One thing that makes this market complex is that the producers of pharmaceuticals—namely, the drug companies—do not sell directly to the people who ingest the drug. People who need a drug usually get a prescription from their doctor and then go to a pharmacy, where they present their insurance information and make what is usually a nominal co-payment, while their insurer pays most of the costs.
Insurers don’t all pay the same price for a prescription drug: each seeks to negotiate the best possible price for the drugs they obtain from each drug company. The more market power they have, the better a price they can obtain.
But most insurers—as well as unions and large companies that self-insure—engage a pharmacy benefits manager to negotiate on their behalf. A PBM typically represents numerous insurers, and its aggregated market power offsets that of the pharmaceutical companies, which have a government-granted monopoly on its drugs. Its heft allows it to negotiate lower prices than any insurance company could do on its own.
What further complicates this market is that PBMs receive the negotiated discounts not in the form of a reduced price per prescription but rather in the form of a rebate. It is done this way because a law requires it: A depression-era piece of legislation called the Robinson-Patman Act prohibits volume discounts in many situations, and that is what PBMs negotiate for.
The Robinson-Patman Act became relevant to the drug supply chain in 1994, when a group of pharmacies filed a class-action lawsuit against drug manufacturers for offering upfront discounts to health plans, hospitals, and other purchasers, while denying the same discounts to pharmacies for the same drugs. The lawsuit alleged that the drug manufacturers had practiced price discrimination in violation of Robinson-Patman.
A judge resolved the lawsuit by approving a settlement that allowed manufacturers to offer discounts retrospectively when a purchaser can demonstrate an ability to affect the market share of a drug, which is an exception explicitly granted in Robinson-Patman.
The settlement led manufacturers to move away from offering upfront price discounts to large buyers and to offer volume rebates instead, which is how the market currently operates.
In the last few years the pharmaceutical industry has been fighting to end the ability of PBMs to negotiate rebates as well, derogatorily referring to them as “kickbacks,” and it’s been getting traction—the Federal Trade Commission recently announced that it will begin investigating potential violations of Robinson-Patman in the soft drink market, where quantity discounts are a common practice.

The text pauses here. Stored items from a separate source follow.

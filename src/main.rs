//! IBX1 CLI - Command-line tool for converting IBX1 binary tree files.
//!
//! This is the main entry point for the `ibx` command-line application.

use std::borrow::Cow;
use std::fs;
use std::path::{Path, PathBuf};
use std::time::Instant;

use anyhow::{Context, Result};
use clap::{Args, Parser, Subcommand};
use indicatif::{ProgressBar, ProgressStyle};
use log::LevelFilter;

use ibx::prelude::*;

/// IBX1 - binary tree file to XML converter
#[derive(Parser)]
#[command(name = "ibx")]
#[command(author, version, about, long_about = None)]
struct Cli {
    /// Increase log output (-v info, -vv debug, -vvv trace)
    #[arg(short, long, action = clap::ArgAction::Count, global = true)]
    verbose: u8,

    #[command(subcommand)]
    command: Commands,
}

#[derive(Subcommand)]
enum Commands {
    /// Convert IBX1 files to XML
    Decode {
        /// Input file or directory
        #[arg(env = "IBX_INPUT")]
        input: PathBuf,

        /// Output file or directory
        #[arg(env = "IBX_OUTPUT")]
        output: PathBuf,

        #[command(flatten)]
        hex: HexArgs,

        /// Convert files on all cores
        #[arg(long)]
        parallel: bool,
    },

    /// Convert XML files to IBX1
    Encode {
        /// Input file or directory
        #[arg(env = "IBX_INPUT")]
        input: PathBuf,

        /// Output file or directory
        #[arg(env = "IBX_OUTPUT")]
        output: PathBuf,

        /// Do not re-use typed values (produces larger IBX1 files)
        #[arg(long)]
        no_share: bool,

        /// Convert files on all cores
        #[arg(long)]
        parallel: bool,
    },

    /// Show the tables and structure of an IBX1 file
    Inspect {
        /// Input IBX1 file
        #[arg(env = "IBX_INPUT")]
        input: PathBuf,

        /// Print the element tree as JSON
        #[arg(long)]
        json: bool,

        #[command(flatten)]
        hex: HexArgs,
    },
}

#[derive(Args)]
struct HexArgs {
    /// Render 8-bit integers as hexadecimal
    #[arg(long)]
    hex8: bool,

    /// Render 16-bit integers as hexadecimal
    #[arg(long)]
    hex16: bool,

    /// Render 32-bit integers as hexadecimal
    #[arg(long)]
    hex32: bool,
}

impl From<&HexArgs> for RenderOptions {
    fn from(args: &HexArgs) -> Self {
        Self {
            hex8: args.hex8,
            hex16: args.hex16,
            hex32: args.hex32,
        }
    }
}

fn main() -> Result<()> {
    let cli = Cli::parse();
    init_logging(cli.verbose);

    match cli.command {
        Commands::Decode {
            input,
            output,
            hex,
            parallel,
        } => {
            let converter = Converter::decoder(RenderOptions::from(&hex));
            cmd_convert(&input, &output, &converter, parallel)?;
        }
        Commands::Encode {
            input,
            output,
            no_share,
            parallel,
        } => {
            let converter = Converter::encoder(BuildOptions {
                share_values: !no_share,
            });
            cmd_convert(&input, &output, &converter, parallel)?;
        }
        Commands::Inspect { input, json, hex } => {
            cmd_inspect(&input, json, &RenderOptions::from(&hex))?;
        }
    }

    Ok(())
}

fn init_logging(verbose: u8) {
    let level = match verbose {
        0 => LevelFilter::Warn,
        1 => LevelFilter::Info,
        2 => LevelFilter::Debug,
        _ => LevelFilter::Trace,
    };

    // RUST_LOG, when set, overrides the verbosity flags
    env_logger::Builder::new()
        .filter_level(level)
        .parse_default_env()
        .init();
}

fn cmd_convert(input: &Path, output: &Path, converter: &Converter, parallel: bool) -> Result<()> {
    let jobs = plan(input, output, converter.direction())
        .with_context(|| format!("Failed to read input {}", input.display()))?;

    if jobs.is_empty() {
        println!("No files found in {}", input.display());
        return Ok(());
    }

    let pb = ProgressBar::new(jobs.len() as u64);
    pb.set_style(
        ProgressStyle::default_bar()
            .template("{spinner:.green} [{elapsed_precise}] [{bar:40.cyan/blue}] {pos}/{len} ({eta})")?
            .progress_chars("#>-"),
    );

    let start = Instant::now();
    let report = converter.run_all(&jobs, parallel, |job, result| {
        if !parallel {
            pb.println(format!(
                "converting {} --> {} ... {}",
                job.input.display(),
                job.output.display(),
                status(result)
            ));
        }
        pb.inc(1);
    });

    pb.finish_with_message("Done");
    println!(
        "files processed: {} ({} converted, {} unchanged, {} failed) in {:?}",
        report.total(),
        report.converted,
        report.unchanged,
        report.failed.len(),
        start.elapsed()
    );

    if !report.is_success() {
        for (path, message) in &report.failed {
            eprintln!("Error converting {}: {}", path.display(), message);
        }
        anyhow::bail!("{} of {} files failed to convert", report.failed.len(), report.total());
    }

    Ok(())
}

fn status(result: &ibx::Result<Outcome>) -> Cow<'static, str> {
    match result {
        Ok(Outcome::Converted) => Cow::Borrowed("OK"),
        Ok(Outcome::Unchanged) => Cow::Borrowed("OK (unchanged)"),
        Err(e) => Cow::Owned(format!("FAILED: {}", e)),
    }
}

fn cmd_inspect(input: &Path, json: bool, render: &RenderOptions) -> Result<()> {
    let data = fs::read(input).context("Failed to read input file")?;

    if !Document::is_ibx(&data) {
        anyhow::bail!("Input file is not an IBX1 file");
    }

    let document = Document::parse(&data).context("Failed to parse IBX1")?;

    if json {
        let element = document
            .to_element(render)
            .context("Failed to resolve element tree")?;
        let text = serde_json::to_string_pretty(&element).context("Failed to serialize element tree")?;
        println!("{}", text);
        return Ok(());
    }

    let strings = document.strings();
    println!("num strings: 0x{:x} ({})", strings.len(), strings.len());
    for (i, s) in strings.iter().enumerate() {
        println!("0x{:x} ({}): 0x{:x} {{{}}}", i, i, s.len(), s);
    }

    let values = document.values();
    println!("num typed-values: 0x{:x} ({})", values.len(), values.len());
    for (i, value) in values.iter().enumerate() {
        println!("0x{:x} ({}): {}", i, i, value);
    }

    let root = document.root();
    println!("encoding flag: 0x{:02x}", document.encoding_flag());
    println!("nodes: {} (depth {})", root.count(), root.depth());

    Ok(())
}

The rhetoric obscures the fact that most of the rebates get returned to the insurers to then reduce premiums for their customers and consumers. The GAO found that 99.6% of rebates in Medicare Part D went back to plan sponsors. Rebates function no differently than price discounts.
Ending rebates—which current federal regulations will do come 2031—will mean that PBMs will have no mechanism for obtaining discounts for their clients. The result would be higher prescription drug costs, and an additional $177 billion cost to taxpayers over the next 10 years.

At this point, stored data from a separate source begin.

#[cfg(test)]
mod tests {
    use super::*;

    fn encode(value: TypedValue) -> Vec<u8> {
        let mut writer = BinaryWriter::new();
        value.write(&mut writer);
        writer.into_inner()
    }

    fn decode(bytes: &[u8]) -> Result<TypedValue> {
        let mut reader = BinaryReader::new(bytes);
        let value = TypedValue::read(&mut reader)?;
        assert!(reader.is_empty(), "trailing bytes after value");
        Ok(value)
    }

    fn round_trip(value: TypedValue) -> TypedValue {
        decode(&encode(value)).unwrap()
    }

    #[test]
    fn test_int8_inline_boundary() {
        assert_eq!(encode(TypedValue::Int8(0x0f)), vec![0x0f]);
        assert_eq!(encode(TypedValue::Int8(0x10)), vec![0x10, 0x10]);
        assert_eq!(encode(TypedValue::Int8(-1)), vec![0x10, 0xff]);
        assert_eq!(encode(TypedValue::Int8(0)), vec![0x00]);

        assert_eq!(round_trip(TypedValue::Int8(0x0f)), TypedValue::Int8(0x0f));
        assert_eq!(round_trip(TypedValue::Int8(0x10)), TypedValue::Int8(0x10));
        assert_eq!(round_trip(TypedValue::Int8(i8::MIN)), TypedValue::Int8(i8::MIN));
        assert_eq!(round_trip(TypedValue::Int8(i8::MAX)), TypedValue::Int8(i8::MAX));
    }

    #[test]
    fn test_unsigned_round_trips_bit_pattern() {
        assert_eq!(encode(TypedValue::UInt8(0x0f)), vec![0x0f]);
        assert_eq!(encode(TypedValue::UInt8(200)), vec![0x10, 200]);
        assert_eq!(round_trip(TypedValue::UInt8(200)), TypedValue::Int8(-56));
        assert_eq!(round_trip(TypedValue::UInt16(0xffff)), TypedValue::Int16(-1));
        assert_eq!(round_trip(TypedValue::UInt32(0x8000_0000)), TypedValue::Int32(i32::MIN));

        for value in [TypedValue::UInt8(200), TypedValue::UInt16(40000), TypedValue::UInt32(u32::MAX)] {
            assert_eq!(encode(round_trip(value)), encode(value));
        }
    }

    #[test]
    fn test_wide_integers_are_little_endian() {
        assert_eq!(encode(TypedValue::Int16(0x0102)), vec![0x20, 0x02, 0x01]);
        assert_eq!(encode(TypedValue::Int32(0x0102_0304)), vec![0x30, 0x04, 0x03, 0x02, 0x01]);
        assert_eq!(encode(TypedValue::Int16(3)), vec![0x20, 0x03, 0x00]);

        assert_eq!(round_trip(TypedValue::Int16(i16::MIN)), TypedValue::Int16(i16::MIN));
        assert_eq!(round_trip(TypedValue::Int32(-123_456)), TypedValue::Int32(-123_456));
    }

    #[test]
    fn test_bool_and_float() {
        assert_eq!(encode(TypedValue::Bool(false)), vec![0x40]);
        assert_eq!(encode(TypedValue::Bool(true)), vec![0x41]);
        assert_eq!(round_trip(TypedValue::Bool(true)), TypedValue::Bool(true));

        let mut expected = vec![0xb0];
        expected.extend_from_slice(&1.5f32.to_le_bytes());
        assert_eq!(encode(TypedValue::Float(1.5)), expected);

        match round_trip(TypedValue::Float(-0.1)) {
            TypedValue::Float(v) => assert_eq!(v.to_bits(), (-0.1f32).to_bits()),
            other => panic!("expected float, got {:?}", other),
        }
    }

    #[test]
    fn test_string_ref_widths() {
        assert_eq!(encode(TypedValue::StringRef(0x0f)), vec![0xcf]);
        assert_eq!(encode(TypedValue::StringRef(0x10)), vec![0xd0, 0x10]);
        assert_eq!(encode(TypedValue::StringRef(0xff)), vec![0xd0, 0xff]);
        assert_eq!(encode(TypedValue::StringRef(0x100)), vec![0xe0, 0x01, 0x00]);
        assert_eq!(encode(TypedValue::StringRef(0xffff)), vec![0xe0, 0xff, 0xff]);
        assert_eq!(
            encode(TypedValue::StringRef(0x10000)),
            vec![0xf0, 0x00, 0x01, 0x00, 0x00]
        );

        for index in [0u32, 0x0f, 0x10, 0xff, 0x100, 0xffff, 0x10000, u32::MAX] {
            assert_eq!(round_trip(TypedValue::StringRef(index)), TypedValue::StringRef(index));
        }
    }

    #[test]
    fn test_unknown_tags_are_errors() {
        for tag in [0x11u8, 0x21, 0x42, 0x50, 0xa0, 0xb1, 0xd1, 0xe1, 0xf1, 0xff] {
            match decode(&[tag, 0, 0, 0, 0]) {
                Err(Error::MalformedTypedValue { tag: found, offset: 0 }) => assert_eq!(found, tag),
                other => panic!("tag 0x{:02x}: expected MalformedTypedValue, got {:?}", tag, other),
            }
        }
    }

    #[test]
    fn test_kind_names() {
        for kind in ValueKind::ALL {
            assert_eq!(kind.as_str().parse::<ValueKind>().unwrap(), kind);
        }
        assert_eq!(ValueKind::from_name("byte"), Some(ValueKind::Int8));
        assert_eq!(ValueKind::from_name("short"), Some(ValueKind::Int16));
        assert_eq!(ValueKind::from_name("int"), Some(ValueKind::Int32));
        assert!(matches!("double".parse::<ValueKind>(), Err(Error::UnknownValueKind(_))));
    }

    #[test]
    fn test_parse_integers() {
        let mut strings = StringTable::new();
        let mut parse = |kind, text| TypedValue::parse(kind, text, &mut strings);

        assert_eq!(parse(ValueKind::Int8, "-128").unwrap(), TypedValue::Int8(-128));
        assert_eq!(parse(ValueKind::UInt8, "255").unwrap(), TypedValue::UInt8(255));
        assert_eq!(parse(ValueKind::Int16, "+12").unwrap(), TypedValue::Int16(12));
        assert_eq!(parse(ValueKind::UInt32, "4294967295").unwrap(), TypedValue::UInt32(u32::MAX));
        assert_eq!(parse(ValueKind::Int8, "0xFF").unwrap(), TypedValue::Int8(-1));
        assert_eq!(parse(ValueKind::Int16, "0x8000").unwrap(), TypedValue::Int16(i16::MIN));
        assert_eq!(parse(ValueKind::Int32, "0XdeadBEEF").unwrap(), TypedValue::Int32(0xdead_beefu32 as i32));

        for (kind, text) in [
            (ValueKind::Int8, "128"),
            (ValueKind::UInt8, "256"),
            (ValueKind::UInt8, "-1"),
            (ValueKind::Int8, "0x100"),
            (ValueKind::Int16, "70000"),
            (ValueKind::Int32, "1.5"),
            (ValueKind::Int32, ""),
            (ValueKind::Int32, " 5"),
            (ValueKind::UInt16, "0x"),
            (ValueKind::UInt16, "0x+1"),
        ] {
            assert!(
                matches!(parse(kind, text), Err(Error::ValueParse { .. })),
                "{} {:?} should fail",
                kind,
                text
            );
        }
    }

    #[test]
    fn test_parse_bool_float_string() {
        let mut strings = StringTable::new();

        assert_eq!(
            TypedValue::parse(ValueKind::Bool, "true", &mut strings).unwrap(),
            TypedValue::Bool(true)
        );
        assert!(TypedValue::parse(ValueKind::Bool, "True", &mut strings).is_err());
        assert!(TypedValue::parse(ValueKind::Bool, "1", &mut strings).is_err());

        assert_eq!(
            TypedValue::parse(ValueKind::Float, "0.5", &mut strings).unwrap(),
            TypedValue::Float(0.5)
        );
        assert!(TypedValue::parse(ValueKind::Float, "half", &mut strings).is_err());

        assert_eq!(
            TypedValue::parse(ValueKind::String, "hello", &mut strings).unwrap(),
            TypedValue::StringRef(0)
        );
        assert_eq!(strings.get(0), Some("hello"));
    }

    #[test]
    fn test_render() {
        let strings = vec!["Root".to_string()];
        let decimal = RenderOptions::default();
        let hex = RenderOptions {
            hex8: true,
            hex16: true,
            hex32: true,
        };

        let render = |value: TypedValue, options: &RenderOptions| {
            value.render(&strings, options).unwrap()
        };

        assert_eq!(render(TypedValue::Int8(-1), &decimal), (ValueKind::Int8, "-1".to_string()));
        assert_eq!(render(TypedValue::Int8(-1), &hex), (ValueKind::Int8, "0xFF".to_string()));
        assert_eq!(render(TypedValue::Int8(5), &hex).1, "0x05");
        assert_eq!(render(TypedValue::Int16(-2), &hex).1, "0xFFFE");
        assert_eq!(render(TypedValue::Int32(255), &hex).1, "0x000000FF");
        assert_eq!(render(TypedValue::UInt16(7), &decimal), (ValueKind::UInt16, "7".to_string()));
        assert_eq!(render(TypedValue::Bool(false), &hex).1, "false");
        assert_eq!(render(TypedValue::Float(0.1), &decimal).1, "0.1");
        assert_eq!(render(TypedValue::StringRef(0), &decimal), (ValueKind::String, "Root".to_string()));

        let only16 = RenderOptions {
            hex16: true,
            ..RenderOptions::default()
        };
        assert_eq!(render(TypedValue::Int8(10), &only16).1, "10");
        assert_eq!(render(TypedValue::Int16(10), &only16).1, "0x000A");
        assert_eq!(render(TypedValue::Int32(10), &only16).1, "10");

        assert!(matches!(
            TypedValue::StringRef(1).render(&strings, &decimal),
            Err(Error::IndexOutOfBounds { .. })
        ));
    }

    #[test]
    fn test_rendered_text_parses_back() {
        let mut strings = StringTable::new();
        let hex = RenderOptions {
            hex8: true,
            hex16: true,
            hex32: true,
        };
        for value in [
            TypedValue::Int8(-56),
            TypedValue::Int16(-2),
            TypedValue::Int32(i32::MIN),
            TypedValue::Float(3.402_823_5e38),
            TypedValue::Float(1.0e-7),
        ] {
            for options in [RenderOptions::default(), hex] {
                let (kind, text) = value.render(&[], &options).unwrap();
                let parsed = TypedValue::parse(kind, &text, &mut strings).unwrap();
                assert_eq!(encode(parsed), encode(value), "{} via {:?}", value, text);
            }
        }
    }

    #[test]
    fn test_display() {
        assert_eq!(TypedValue::Bool(true).to_string(), "{0x41 bool true}");
        assert_eq!(TypedValue::Int8(3).to_string(), "{0x03 int8 3}");
        assert_eq!(TypedValue::StringRef(0x20).to_string(), "{0xd0 string #32}");
    }
}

The Congressional Budget Office has acknowledged the reality that abolishing these discounts would increase the cost of prescription drugs—and one of the ways the Biden Administration reduced the cost of the Inflation Reduction Act was by delaying the implementation of the rebate prohibition, as the federal government relies on PBMs as well.

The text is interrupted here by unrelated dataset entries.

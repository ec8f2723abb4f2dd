//! Geometry and stroke bookkeeping for the drawing surface.
//! Nothing in here touches the DOM, so it is tested natively.

/// A position in viewport (client) pixels.
#[derive(Clone, Copy, Debug, Default, PartialEq)]
pub struct Point {
    pub x: f64,
    pub y: f64,
}

impl Point {
    pub fn new(x: f64, y: f64) -> Self {
        Self { x, y }
    }

    pub fn distance_to(self, other: Point) -> f64 {
        (other.x - self.x).hypot(other.y - self.y)
    }
}

/// One straight piece of a stroke, ready to be rendered.
#[derive(Clone, Copy, Debug, PartialEq)]
pub struct Segment {
    pub from: Point,
    pub to: Point,
}

impl Segment {
    pub fn length(&self) -> f64 {
        self.from.distance_to(self.to)
    }
}

/// Pen settings applied to the 2D context. Caps and joins are always round.
#[derive(Clone, Debug, PartialEq)]
pub struct StrokeStyle {
    pub color: String,
    pub width: f64,
}

impl StrokeStyle {
    pub const LINE_CAP: &'static str = "round";
    pub const LINE_JOIN: &'static str = "round";
}

/// Snapshot handed to the label component after each state change.
#[derive(Clone, Copy, Debug, Default, PartialEq)]
pub struct LabelView {
    pub at: Point,
    pub distance: f64,
    pub drawing: bool,
}

impl LabelView {
    /// The label is mounted once anything has been drawn.
    pub fn is_rendered(&self) -> bool {
        self.distance > 0.0
    }

    pub fn opacity(&self) -> f64 {
        if self.drawing { 1.0 } else { 0.0 }
    }
}

/// Drawing state for the whole page session.
///
/// `distance` is the sum of every accepted segment length and is never
/// reset, so it keeps growing across strokes.
#[derive(Clone, Debug, Default, PartialEq)]
pub struct StrokeState {
    drawing: bool,
    last: Point,
    distance: f64,
    strokes: u32,
}

impl StrokeState {
    pub fn new() -> Self {
        Self::default()
    }

    /// Starts a stroke at `at`. A begin while already drawing restarts the
    /// stroke from the new point without adding distance.
    pub fn begin(&mut self, at: Point) {
        self.drawing = true;
        self.last = at;
        self.strokes += 1;
    }

    /// Moves the pen to `to`. Returns the segment to render, or `None` when no
    /// stroke is active (in which case nothing changes).
    pub fn extend(&mut self, to: Point) -> Option<Segment> {
        if !self.drawing {
            return None;
        }
        let segment = Segment {
            from: self.last,
            to,
        };
        let length = segment.length();
        if length.is_finite() {
            self.distance += length;
        }
        self.last = to;
        Some(segment)
    }

    /// Finishes the current stroke. Returns whether a stroke was active.
    pub fn end(&mut self) -> bool {
        std::mem::replace(&mut self.drawing, false)
    }

    pub fn is_drawing(&self) -> bool {
        self.drawing
    }

    pub fn last(&self) -> Point {
        self.last
    }

    pub fn distance(&self) -> f64 {
        self.distance
    }

    /// Number of strokes begun since the surface was created.
    pub fn strokes(&self) -> u32 {
        self.strokes
    }

    pub fn label_view(&self) -> LabelView {
        LabelView {
            at: self.last,
            distance: self.distance,
            drawing: self.drawing,
        }
    }
}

There has been a lot of rhetoric from this and the previous administration about “middlemen” having a pernicious effect on a variety of markets and pushing prices higher, and the promise of consumer and taxpayer savings if only these middlemen could be abolished.
The rhetoric is deceitful and has no basis in reality, and in the prescription drug market the notion is comical. Pharmacy benefit managers not only manage to put downward pressure on drug costs but they have also instigated numerous practices that have driven costs down in the market, such as the home delivery of prescription drugs.
Congress should reject such tired ideas and strengthen competition in the prescription drug market by rejecting legislation that ties the hands of pharmacy benefit managers at the behest of drug companies.